### SUPPLIED MATERIAL:
▼

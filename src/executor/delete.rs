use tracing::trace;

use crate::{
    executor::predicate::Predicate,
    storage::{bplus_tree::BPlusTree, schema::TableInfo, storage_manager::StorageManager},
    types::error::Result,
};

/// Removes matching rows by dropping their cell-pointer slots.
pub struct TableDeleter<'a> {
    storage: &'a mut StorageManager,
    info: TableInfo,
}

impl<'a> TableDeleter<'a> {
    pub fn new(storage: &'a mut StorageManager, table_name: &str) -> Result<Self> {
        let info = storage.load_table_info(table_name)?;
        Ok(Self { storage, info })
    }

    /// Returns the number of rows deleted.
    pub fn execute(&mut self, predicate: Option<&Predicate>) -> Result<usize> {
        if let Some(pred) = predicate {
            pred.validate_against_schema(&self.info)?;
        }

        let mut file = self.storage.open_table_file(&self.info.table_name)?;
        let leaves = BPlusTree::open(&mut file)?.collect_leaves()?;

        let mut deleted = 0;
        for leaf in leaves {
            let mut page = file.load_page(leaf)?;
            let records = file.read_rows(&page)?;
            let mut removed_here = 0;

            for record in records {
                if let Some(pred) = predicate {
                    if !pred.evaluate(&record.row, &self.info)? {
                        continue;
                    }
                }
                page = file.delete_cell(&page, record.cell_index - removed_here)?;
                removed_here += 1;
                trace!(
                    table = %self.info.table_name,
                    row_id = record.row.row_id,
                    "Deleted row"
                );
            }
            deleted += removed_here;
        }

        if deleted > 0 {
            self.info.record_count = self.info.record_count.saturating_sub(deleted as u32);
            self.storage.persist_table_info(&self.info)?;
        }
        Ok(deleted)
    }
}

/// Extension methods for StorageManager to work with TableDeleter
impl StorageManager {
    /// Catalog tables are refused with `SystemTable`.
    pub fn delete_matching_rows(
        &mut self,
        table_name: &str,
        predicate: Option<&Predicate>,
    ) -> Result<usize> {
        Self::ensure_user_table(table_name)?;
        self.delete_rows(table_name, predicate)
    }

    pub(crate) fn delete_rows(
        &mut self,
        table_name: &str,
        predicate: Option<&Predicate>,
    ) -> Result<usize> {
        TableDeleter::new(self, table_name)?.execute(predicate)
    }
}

▲
▼

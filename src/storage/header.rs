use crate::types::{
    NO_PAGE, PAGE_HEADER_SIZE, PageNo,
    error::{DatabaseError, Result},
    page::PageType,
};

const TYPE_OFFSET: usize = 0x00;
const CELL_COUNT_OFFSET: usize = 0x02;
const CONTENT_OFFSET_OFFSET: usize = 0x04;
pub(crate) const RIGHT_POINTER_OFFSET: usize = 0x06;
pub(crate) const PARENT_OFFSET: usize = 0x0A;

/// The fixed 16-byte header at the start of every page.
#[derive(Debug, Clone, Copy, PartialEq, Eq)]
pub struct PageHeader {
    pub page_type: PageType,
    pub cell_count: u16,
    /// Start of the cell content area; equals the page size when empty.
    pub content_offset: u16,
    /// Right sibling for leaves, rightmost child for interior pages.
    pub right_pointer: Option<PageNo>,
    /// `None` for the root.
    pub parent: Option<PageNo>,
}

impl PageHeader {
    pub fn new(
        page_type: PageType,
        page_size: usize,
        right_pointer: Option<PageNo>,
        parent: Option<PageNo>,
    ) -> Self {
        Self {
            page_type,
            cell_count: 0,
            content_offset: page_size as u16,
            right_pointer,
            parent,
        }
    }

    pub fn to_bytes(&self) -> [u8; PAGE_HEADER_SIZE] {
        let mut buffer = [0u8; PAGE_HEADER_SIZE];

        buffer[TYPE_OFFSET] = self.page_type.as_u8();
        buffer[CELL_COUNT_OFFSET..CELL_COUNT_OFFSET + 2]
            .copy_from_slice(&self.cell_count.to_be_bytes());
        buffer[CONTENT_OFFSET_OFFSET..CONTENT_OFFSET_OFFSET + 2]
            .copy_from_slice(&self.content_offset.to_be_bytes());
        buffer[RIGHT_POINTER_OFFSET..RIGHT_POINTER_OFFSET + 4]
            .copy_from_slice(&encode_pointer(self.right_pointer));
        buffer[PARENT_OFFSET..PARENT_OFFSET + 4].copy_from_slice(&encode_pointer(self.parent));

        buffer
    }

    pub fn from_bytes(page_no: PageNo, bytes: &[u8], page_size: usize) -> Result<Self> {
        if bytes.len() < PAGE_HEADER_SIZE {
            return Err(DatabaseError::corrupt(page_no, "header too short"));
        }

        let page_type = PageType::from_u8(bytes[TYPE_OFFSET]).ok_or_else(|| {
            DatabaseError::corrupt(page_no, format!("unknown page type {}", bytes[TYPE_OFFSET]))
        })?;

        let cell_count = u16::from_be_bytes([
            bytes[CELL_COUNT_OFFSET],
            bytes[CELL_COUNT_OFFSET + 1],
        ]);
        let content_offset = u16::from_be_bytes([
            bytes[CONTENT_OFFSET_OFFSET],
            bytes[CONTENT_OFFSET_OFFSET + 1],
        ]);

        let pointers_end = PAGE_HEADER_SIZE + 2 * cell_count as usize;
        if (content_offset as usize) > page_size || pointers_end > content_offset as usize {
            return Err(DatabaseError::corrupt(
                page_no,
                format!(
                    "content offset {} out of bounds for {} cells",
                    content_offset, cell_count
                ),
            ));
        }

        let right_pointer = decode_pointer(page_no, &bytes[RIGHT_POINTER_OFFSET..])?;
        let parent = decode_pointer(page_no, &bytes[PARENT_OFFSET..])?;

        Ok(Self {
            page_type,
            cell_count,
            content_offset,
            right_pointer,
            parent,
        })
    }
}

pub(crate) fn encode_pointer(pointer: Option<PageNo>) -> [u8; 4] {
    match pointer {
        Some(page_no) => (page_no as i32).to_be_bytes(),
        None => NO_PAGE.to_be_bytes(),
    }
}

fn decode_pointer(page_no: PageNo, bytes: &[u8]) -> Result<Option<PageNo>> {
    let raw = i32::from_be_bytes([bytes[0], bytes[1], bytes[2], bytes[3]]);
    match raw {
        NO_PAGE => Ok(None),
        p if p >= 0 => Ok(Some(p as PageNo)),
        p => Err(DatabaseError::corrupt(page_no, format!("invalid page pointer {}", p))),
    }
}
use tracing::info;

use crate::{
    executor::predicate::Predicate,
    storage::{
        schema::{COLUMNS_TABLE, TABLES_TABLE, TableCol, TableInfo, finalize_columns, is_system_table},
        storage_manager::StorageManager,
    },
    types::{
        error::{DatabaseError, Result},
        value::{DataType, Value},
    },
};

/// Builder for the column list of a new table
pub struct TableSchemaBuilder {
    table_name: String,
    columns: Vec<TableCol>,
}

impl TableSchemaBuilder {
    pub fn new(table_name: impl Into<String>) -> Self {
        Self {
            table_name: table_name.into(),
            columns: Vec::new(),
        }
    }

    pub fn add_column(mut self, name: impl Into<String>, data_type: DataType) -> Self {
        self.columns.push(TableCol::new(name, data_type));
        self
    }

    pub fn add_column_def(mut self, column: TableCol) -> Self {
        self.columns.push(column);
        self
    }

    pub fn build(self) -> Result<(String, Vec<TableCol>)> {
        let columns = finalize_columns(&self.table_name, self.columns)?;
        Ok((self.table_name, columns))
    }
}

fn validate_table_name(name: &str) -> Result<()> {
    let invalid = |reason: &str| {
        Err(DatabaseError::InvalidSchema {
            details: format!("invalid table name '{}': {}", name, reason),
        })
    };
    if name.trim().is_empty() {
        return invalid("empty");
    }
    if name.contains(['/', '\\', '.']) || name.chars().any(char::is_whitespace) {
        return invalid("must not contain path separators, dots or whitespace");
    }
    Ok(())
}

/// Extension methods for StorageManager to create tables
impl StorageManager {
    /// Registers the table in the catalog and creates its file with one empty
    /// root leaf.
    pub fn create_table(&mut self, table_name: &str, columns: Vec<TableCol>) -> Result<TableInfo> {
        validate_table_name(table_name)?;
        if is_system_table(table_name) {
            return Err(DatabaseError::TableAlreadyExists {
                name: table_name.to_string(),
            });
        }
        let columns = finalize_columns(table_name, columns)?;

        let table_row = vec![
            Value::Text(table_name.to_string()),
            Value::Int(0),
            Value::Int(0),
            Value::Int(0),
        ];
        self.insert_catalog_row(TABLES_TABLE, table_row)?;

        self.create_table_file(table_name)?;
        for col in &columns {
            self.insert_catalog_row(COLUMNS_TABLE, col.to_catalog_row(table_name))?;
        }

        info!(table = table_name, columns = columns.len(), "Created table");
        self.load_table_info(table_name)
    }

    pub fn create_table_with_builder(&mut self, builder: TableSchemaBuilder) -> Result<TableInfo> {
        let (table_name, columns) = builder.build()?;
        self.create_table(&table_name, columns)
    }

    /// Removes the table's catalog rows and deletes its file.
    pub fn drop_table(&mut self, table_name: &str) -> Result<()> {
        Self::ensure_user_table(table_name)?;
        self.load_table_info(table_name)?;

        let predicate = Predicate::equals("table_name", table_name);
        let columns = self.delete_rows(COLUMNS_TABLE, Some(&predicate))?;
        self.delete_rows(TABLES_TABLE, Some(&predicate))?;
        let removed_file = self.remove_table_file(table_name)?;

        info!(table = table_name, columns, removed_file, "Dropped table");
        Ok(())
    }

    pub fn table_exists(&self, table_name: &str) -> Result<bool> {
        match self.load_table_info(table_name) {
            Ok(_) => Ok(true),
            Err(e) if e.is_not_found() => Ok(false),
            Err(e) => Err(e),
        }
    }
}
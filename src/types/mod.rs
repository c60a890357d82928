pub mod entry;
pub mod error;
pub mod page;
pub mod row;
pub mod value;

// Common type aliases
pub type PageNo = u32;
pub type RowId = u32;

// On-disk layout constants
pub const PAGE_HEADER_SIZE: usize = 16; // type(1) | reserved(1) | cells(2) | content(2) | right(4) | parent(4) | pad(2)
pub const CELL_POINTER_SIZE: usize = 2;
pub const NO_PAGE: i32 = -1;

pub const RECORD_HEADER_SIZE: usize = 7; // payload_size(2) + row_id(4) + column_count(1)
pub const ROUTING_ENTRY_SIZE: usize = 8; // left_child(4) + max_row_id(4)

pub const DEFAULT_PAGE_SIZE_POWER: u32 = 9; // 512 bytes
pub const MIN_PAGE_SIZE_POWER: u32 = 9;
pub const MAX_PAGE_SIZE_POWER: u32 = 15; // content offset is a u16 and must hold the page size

▲
▼

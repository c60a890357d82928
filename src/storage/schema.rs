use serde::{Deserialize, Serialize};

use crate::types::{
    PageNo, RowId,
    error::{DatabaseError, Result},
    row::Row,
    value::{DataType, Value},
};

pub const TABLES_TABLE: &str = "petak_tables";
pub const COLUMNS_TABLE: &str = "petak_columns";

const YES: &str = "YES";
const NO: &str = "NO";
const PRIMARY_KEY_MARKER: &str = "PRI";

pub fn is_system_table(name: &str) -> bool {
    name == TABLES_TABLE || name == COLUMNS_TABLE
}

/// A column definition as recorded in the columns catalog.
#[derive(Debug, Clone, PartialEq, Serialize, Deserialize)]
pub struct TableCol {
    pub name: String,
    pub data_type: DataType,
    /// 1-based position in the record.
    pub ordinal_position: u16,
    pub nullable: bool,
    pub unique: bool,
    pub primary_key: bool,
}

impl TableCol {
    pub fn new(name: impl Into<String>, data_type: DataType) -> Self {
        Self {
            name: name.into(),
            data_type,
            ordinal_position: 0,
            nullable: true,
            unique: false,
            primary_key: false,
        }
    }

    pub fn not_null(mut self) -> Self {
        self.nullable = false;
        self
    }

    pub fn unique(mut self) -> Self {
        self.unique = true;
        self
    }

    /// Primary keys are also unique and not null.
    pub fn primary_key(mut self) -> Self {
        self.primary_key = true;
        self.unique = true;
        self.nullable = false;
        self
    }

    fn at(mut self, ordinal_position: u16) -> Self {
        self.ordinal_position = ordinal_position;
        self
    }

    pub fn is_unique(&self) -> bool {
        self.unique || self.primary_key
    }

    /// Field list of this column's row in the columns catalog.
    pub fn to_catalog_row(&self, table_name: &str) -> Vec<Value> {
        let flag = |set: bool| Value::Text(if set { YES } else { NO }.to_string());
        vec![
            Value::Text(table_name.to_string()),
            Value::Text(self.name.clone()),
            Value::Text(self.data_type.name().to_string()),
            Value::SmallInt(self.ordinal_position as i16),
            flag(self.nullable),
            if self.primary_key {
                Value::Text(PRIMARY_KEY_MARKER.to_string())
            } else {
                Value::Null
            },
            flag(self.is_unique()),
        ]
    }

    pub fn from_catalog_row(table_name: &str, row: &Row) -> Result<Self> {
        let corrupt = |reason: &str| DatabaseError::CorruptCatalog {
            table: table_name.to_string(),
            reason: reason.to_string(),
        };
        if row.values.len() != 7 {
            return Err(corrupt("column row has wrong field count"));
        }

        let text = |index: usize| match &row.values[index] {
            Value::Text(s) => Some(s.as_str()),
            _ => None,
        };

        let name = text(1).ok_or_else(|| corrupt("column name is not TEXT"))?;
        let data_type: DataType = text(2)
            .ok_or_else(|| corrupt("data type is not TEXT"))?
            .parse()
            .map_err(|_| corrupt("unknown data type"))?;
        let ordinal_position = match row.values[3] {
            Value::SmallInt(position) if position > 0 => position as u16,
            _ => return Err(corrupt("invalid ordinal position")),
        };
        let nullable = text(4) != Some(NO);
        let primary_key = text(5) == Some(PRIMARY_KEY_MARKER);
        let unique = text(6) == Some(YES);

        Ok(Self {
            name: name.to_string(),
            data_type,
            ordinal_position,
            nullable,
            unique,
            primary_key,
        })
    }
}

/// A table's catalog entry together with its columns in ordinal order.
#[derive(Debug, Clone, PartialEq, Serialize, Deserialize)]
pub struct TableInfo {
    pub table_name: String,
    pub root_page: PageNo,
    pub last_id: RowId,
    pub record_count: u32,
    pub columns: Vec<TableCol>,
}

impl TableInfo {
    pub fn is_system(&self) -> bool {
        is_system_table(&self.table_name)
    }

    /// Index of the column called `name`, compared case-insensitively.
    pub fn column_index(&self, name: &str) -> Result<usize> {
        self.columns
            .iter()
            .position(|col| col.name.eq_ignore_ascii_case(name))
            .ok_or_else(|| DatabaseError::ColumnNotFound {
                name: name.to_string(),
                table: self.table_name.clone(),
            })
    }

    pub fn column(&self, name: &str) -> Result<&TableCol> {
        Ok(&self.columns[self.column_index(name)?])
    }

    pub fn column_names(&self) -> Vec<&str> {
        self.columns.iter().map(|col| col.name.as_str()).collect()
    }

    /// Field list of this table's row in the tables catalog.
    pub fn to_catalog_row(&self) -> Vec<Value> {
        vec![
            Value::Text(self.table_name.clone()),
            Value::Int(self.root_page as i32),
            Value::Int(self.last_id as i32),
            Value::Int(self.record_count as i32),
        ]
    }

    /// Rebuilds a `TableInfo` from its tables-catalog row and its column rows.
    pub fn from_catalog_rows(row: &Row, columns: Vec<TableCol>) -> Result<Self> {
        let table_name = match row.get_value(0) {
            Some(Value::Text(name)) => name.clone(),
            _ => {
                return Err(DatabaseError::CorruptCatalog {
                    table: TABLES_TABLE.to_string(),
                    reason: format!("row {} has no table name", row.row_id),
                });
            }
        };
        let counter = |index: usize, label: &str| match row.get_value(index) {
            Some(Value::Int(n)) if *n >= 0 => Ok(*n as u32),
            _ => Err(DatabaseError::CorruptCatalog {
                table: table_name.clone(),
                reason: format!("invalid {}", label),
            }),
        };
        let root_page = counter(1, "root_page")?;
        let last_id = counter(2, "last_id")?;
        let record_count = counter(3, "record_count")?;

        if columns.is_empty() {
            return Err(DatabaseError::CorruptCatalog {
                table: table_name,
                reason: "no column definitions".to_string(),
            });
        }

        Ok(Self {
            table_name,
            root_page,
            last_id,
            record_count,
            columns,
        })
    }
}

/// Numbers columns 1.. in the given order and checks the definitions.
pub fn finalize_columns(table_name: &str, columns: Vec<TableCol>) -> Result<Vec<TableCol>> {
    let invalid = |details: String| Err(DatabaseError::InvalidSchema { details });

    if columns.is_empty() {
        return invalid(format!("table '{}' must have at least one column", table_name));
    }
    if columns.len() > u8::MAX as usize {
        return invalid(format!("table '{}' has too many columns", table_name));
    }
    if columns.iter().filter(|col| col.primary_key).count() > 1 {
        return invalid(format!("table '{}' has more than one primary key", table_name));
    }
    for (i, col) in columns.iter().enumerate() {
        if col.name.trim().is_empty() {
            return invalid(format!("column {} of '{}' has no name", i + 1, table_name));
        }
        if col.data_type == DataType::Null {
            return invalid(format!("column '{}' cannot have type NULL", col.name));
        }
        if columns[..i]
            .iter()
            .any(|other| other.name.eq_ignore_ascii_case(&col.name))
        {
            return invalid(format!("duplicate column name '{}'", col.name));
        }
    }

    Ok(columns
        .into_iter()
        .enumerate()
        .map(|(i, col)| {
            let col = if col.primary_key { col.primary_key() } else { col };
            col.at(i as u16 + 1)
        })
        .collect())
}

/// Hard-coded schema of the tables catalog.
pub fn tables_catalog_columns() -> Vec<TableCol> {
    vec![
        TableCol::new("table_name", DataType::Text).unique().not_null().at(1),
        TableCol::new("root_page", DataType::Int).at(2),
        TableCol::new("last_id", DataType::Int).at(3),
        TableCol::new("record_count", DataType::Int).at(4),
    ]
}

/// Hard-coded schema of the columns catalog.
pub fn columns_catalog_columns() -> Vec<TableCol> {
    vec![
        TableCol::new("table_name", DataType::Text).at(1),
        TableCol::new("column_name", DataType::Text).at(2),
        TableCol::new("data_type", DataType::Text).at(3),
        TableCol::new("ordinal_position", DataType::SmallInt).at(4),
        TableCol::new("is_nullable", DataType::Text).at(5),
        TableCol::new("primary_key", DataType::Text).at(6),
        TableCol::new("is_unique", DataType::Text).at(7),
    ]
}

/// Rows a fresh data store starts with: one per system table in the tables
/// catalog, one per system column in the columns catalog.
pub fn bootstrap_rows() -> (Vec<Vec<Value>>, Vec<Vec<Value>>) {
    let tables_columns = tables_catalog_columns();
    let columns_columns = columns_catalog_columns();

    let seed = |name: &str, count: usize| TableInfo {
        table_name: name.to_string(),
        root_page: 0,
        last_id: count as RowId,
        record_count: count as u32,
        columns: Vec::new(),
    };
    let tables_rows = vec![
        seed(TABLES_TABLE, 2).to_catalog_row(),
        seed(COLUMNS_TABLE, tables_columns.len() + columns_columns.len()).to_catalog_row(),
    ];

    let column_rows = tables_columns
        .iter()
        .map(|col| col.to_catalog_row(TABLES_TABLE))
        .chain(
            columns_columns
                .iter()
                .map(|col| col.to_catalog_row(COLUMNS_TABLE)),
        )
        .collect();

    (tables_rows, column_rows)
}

▲

### WORK REQUEST:
Copy out every line of the material above that contains the string "impl".

### TASK RESULT:
impl<'a> TableDeleter<'a> {
impl StorageManager {
impl PageHeader {
impl TableSchemaBuilder {
    pub fn new(table_name: impl Into<String>) -> Self {
    pub fn add_column(mut self, name: impl Into<String>, data_type: DataType) -> Self {
impl StorageManager {
impl TableCol {
    pub fn new(name: impl Into<String>, data_type: DataType) -> Self {
impl TableInfo {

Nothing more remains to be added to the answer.